### Dataset:

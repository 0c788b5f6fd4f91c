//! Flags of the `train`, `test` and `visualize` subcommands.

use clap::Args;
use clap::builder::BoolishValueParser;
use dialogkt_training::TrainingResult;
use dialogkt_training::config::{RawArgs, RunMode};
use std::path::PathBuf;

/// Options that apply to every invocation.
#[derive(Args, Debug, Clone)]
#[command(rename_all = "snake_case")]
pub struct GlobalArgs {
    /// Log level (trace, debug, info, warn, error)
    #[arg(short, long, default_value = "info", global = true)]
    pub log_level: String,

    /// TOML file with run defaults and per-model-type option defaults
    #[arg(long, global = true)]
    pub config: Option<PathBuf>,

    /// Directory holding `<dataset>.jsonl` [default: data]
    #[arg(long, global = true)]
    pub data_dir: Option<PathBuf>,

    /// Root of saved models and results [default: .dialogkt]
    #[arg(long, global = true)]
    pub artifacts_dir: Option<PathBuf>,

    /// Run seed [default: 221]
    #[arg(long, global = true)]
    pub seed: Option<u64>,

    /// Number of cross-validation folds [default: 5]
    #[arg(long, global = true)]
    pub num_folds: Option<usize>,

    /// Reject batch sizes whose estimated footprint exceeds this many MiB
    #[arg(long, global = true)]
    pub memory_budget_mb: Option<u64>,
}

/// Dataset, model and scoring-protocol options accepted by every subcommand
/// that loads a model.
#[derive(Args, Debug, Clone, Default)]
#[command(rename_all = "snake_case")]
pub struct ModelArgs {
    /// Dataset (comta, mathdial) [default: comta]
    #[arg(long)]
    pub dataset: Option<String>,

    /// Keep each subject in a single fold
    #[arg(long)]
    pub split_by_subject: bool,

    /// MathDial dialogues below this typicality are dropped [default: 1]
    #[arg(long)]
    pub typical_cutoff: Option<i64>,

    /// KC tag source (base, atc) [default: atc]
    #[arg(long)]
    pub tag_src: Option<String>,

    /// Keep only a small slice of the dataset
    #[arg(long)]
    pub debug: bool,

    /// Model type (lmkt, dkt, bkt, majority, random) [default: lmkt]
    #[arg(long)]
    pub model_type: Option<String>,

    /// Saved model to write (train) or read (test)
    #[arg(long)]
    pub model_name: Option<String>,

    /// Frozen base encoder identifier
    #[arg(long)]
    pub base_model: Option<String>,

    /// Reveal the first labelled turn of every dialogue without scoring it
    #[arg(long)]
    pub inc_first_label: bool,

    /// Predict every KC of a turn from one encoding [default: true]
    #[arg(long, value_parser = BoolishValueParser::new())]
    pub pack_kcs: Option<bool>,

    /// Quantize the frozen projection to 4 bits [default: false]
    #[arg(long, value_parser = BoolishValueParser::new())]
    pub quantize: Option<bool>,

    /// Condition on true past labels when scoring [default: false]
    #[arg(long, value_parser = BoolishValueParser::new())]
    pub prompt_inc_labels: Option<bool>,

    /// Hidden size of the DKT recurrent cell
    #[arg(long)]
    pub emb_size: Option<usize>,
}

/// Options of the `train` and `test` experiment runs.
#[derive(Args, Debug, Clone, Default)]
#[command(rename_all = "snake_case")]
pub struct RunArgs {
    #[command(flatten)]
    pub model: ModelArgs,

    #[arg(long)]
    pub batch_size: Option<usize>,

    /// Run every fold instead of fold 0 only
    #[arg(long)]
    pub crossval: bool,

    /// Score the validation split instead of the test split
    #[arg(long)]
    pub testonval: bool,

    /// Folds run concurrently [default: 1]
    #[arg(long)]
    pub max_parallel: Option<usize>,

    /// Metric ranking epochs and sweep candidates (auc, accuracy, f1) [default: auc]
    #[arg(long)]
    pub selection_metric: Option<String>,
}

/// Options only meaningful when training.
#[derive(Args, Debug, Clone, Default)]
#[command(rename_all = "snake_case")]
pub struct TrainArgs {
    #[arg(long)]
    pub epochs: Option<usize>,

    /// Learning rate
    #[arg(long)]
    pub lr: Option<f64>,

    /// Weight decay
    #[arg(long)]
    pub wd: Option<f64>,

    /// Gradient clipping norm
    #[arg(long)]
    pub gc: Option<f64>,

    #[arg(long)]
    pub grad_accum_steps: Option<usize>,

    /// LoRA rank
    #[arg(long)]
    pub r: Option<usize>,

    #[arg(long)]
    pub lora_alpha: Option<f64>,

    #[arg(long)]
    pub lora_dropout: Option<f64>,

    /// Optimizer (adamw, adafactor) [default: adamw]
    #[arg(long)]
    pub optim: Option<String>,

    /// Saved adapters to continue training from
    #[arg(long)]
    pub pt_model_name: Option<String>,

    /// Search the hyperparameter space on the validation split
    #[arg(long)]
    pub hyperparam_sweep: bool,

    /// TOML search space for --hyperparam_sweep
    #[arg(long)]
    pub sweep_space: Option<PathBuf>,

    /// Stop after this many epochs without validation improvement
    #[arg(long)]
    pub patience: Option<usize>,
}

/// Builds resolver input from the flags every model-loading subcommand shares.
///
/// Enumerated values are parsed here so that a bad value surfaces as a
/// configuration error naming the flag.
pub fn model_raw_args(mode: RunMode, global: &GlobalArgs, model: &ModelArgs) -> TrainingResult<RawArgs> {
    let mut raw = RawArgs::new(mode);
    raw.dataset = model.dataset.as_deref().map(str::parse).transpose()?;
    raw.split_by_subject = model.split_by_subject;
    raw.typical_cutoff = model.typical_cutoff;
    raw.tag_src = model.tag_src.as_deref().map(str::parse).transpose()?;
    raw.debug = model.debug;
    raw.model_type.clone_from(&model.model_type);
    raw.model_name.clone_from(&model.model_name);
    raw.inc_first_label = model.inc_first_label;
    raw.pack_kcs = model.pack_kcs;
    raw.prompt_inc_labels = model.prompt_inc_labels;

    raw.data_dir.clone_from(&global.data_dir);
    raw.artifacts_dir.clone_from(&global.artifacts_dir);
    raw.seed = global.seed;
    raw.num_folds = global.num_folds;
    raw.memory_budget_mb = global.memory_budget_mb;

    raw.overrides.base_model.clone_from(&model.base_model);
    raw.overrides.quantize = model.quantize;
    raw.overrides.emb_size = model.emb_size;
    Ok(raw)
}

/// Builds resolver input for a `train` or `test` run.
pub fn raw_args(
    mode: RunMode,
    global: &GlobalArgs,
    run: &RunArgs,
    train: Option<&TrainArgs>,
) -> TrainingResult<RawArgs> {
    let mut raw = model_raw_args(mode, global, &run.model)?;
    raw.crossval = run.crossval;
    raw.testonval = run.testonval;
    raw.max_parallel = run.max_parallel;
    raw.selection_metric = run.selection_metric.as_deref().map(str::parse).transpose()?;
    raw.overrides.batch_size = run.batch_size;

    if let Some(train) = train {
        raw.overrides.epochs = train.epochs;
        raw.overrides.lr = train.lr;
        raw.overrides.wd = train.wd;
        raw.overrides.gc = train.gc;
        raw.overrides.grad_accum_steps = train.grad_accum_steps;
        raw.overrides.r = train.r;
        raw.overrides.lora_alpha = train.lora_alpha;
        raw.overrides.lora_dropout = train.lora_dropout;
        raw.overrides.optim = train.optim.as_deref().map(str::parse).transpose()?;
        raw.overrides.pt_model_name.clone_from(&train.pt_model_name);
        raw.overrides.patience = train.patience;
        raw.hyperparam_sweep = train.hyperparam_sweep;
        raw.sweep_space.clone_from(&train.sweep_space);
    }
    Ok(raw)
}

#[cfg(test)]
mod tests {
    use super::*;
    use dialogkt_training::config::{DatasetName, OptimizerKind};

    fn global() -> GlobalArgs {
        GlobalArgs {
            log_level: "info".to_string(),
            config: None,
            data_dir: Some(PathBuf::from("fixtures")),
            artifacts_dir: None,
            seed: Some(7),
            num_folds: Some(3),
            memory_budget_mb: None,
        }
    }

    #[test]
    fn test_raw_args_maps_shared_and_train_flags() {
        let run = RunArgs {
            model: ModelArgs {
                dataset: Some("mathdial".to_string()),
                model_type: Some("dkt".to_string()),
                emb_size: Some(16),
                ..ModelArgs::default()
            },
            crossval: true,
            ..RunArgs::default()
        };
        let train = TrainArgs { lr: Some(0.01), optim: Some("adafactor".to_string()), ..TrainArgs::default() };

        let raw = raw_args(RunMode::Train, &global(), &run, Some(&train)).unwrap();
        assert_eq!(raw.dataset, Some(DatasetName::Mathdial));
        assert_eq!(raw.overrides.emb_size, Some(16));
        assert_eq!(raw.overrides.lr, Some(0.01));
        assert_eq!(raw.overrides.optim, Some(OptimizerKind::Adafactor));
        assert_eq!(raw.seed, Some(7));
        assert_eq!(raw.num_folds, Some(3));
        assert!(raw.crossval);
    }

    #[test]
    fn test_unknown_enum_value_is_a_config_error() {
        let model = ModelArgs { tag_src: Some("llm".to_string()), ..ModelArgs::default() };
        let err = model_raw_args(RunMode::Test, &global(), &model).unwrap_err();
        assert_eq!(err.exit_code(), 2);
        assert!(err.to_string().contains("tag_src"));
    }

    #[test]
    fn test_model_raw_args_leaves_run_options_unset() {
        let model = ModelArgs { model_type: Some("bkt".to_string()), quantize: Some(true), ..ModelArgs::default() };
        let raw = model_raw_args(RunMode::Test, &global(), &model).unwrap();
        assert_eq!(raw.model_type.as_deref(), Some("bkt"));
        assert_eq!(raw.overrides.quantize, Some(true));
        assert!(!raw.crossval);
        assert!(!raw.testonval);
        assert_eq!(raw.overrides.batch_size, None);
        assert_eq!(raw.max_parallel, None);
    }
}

### Exercise instructions:
Scan the material above for lines holding "clap" and copy each of them.

### Exercise answer:
use clap::Args;
use clap::builder::BoolishValueParser;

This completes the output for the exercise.